- Directions for this task
In the data, find each line where the word "hasher" appears and list that line.

>>>

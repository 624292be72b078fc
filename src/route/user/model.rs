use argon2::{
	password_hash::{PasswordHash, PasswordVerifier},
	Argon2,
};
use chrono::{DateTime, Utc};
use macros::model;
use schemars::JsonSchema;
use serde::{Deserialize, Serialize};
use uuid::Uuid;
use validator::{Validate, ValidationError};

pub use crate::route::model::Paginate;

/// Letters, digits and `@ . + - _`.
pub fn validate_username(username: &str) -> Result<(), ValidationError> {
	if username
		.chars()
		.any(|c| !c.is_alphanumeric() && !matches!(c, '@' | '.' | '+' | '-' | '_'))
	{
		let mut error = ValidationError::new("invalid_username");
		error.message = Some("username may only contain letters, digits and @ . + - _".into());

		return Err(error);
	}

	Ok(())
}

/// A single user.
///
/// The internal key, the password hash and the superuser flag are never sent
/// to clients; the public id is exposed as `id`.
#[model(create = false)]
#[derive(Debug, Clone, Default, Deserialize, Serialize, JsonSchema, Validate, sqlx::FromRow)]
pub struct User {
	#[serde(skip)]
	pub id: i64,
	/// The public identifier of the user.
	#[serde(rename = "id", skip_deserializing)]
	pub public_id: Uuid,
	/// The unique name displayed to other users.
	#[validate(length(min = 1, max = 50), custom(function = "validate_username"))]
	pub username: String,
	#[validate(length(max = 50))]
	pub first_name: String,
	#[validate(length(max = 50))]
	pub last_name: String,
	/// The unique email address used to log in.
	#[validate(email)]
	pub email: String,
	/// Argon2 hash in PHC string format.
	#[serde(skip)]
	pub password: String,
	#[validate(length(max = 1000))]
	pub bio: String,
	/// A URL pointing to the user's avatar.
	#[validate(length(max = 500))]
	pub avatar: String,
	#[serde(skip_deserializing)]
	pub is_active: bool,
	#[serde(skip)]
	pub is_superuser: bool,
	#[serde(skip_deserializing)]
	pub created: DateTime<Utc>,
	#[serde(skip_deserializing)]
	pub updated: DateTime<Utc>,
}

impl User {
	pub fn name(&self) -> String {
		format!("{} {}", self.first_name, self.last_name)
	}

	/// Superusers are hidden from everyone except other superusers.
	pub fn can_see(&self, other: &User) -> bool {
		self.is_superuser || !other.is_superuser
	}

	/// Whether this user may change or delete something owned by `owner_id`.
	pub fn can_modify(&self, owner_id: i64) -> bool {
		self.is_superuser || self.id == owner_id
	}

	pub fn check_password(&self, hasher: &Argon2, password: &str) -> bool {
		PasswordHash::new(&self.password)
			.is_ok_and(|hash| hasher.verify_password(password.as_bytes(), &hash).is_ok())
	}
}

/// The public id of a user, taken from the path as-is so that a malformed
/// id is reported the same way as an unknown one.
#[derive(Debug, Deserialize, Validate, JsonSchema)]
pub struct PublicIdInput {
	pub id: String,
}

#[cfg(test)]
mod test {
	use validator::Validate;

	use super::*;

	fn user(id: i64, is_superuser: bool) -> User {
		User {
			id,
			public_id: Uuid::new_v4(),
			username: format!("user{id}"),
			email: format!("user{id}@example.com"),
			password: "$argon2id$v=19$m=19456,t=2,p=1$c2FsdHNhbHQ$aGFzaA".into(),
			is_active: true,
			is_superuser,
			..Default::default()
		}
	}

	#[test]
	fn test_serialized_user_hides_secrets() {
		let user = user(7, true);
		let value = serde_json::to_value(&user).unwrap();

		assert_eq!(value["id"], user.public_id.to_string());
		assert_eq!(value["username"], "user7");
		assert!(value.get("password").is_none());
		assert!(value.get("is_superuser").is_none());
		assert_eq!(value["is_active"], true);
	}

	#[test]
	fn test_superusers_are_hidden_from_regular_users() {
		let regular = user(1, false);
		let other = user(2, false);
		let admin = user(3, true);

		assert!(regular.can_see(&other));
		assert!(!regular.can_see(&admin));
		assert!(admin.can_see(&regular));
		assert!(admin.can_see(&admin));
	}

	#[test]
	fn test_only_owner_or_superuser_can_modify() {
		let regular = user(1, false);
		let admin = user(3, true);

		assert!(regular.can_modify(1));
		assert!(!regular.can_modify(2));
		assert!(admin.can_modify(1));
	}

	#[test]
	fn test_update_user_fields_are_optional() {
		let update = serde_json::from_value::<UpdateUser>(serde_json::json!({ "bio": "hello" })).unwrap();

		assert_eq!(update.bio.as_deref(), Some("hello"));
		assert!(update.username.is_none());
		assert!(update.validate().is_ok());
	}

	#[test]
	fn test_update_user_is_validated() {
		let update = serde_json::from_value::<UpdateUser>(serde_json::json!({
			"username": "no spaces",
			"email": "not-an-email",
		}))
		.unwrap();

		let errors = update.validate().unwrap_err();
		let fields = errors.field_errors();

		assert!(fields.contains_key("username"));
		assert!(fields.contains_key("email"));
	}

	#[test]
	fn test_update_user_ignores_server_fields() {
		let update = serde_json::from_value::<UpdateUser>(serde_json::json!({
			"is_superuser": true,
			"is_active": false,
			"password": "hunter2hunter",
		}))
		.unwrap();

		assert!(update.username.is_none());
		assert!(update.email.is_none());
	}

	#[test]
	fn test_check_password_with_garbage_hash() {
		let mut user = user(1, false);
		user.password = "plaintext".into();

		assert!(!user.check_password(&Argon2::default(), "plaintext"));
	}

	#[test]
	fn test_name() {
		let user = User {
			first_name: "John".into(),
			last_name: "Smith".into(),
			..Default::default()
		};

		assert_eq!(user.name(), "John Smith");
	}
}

<<<
>>>

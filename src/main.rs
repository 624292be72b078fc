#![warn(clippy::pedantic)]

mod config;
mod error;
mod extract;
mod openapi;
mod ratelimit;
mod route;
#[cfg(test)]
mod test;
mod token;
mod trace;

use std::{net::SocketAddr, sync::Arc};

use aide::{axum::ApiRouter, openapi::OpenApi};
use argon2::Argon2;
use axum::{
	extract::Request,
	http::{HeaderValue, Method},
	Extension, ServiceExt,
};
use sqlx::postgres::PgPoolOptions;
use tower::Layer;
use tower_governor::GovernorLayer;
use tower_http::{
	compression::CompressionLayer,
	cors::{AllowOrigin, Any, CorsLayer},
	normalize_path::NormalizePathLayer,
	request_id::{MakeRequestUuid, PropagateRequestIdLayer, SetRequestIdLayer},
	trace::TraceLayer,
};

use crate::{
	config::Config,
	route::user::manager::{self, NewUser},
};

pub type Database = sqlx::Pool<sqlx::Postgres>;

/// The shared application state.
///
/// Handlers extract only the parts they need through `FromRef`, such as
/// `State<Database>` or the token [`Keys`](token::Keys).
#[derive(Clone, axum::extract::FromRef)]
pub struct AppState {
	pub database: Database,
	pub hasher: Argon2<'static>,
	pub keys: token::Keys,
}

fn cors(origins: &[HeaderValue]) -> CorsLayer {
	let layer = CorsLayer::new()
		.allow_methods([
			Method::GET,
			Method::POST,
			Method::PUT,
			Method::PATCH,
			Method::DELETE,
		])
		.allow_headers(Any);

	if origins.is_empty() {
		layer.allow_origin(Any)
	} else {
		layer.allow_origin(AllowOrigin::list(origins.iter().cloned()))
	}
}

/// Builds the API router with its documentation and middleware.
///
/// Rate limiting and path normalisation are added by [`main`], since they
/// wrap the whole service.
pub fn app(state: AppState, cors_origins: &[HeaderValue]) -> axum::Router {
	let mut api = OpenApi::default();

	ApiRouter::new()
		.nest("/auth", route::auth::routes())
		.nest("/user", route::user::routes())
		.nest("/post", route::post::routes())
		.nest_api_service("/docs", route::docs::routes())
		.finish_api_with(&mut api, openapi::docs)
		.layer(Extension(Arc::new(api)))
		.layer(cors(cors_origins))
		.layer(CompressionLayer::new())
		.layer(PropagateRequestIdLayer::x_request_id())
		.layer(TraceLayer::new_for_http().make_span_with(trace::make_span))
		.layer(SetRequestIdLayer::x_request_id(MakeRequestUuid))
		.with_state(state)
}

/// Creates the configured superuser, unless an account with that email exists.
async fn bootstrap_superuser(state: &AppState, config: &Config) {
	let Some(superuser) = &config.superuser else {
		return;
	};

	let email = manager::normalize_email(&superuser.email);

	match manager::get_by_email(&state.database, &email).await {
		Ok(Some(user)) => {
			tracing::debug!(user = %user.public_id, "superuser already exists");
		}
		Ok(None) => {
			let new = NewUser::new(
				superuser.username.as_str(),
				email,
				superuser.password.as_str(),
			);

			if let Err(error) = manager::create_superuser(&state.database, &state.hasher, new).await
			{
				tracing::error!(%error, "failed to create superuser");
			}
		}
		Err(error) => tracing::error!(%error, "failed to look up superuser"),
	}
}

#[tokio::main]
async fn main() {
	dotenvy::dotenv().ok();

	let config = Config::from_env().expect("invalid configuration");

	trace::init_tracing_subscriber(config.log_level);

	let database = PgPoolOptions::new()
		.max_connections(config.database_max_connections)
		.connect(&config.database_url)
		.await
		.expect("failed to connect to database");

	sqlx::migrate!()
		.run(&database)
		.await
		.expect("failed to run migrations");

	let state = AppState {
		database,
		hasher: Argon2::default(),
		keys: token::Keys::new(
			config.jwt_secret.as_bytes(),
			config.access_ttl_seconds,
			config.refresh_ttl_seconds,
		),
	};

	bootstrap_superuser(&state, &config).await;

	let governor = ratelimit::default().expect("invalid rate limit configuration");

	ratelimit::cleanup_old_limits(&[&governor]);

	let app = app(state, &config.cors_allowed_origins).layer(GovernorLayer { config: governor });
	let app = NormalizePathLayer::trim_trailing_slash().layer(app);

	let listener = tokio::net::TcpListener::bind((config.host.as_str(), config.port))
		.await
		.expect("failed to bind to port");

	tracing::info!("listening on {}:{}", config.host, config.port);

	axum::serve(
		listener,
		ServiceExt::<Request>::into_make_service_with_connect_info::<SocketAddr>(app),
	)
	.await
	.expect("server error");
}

<<<

- Answer section
	pub fn check_password(&self, hasher: &Argon2, password: &str) -> bool {
			.is_ok_and(|hash| hasher.verify_password(password.as_bytes(), &hash).is_ok())
	pub hasher: Argon2<'static>,
			if let Err(error) = manager::create_superuser(&state.database, &state.hasher, new).await
		hasher: Argon2::default(),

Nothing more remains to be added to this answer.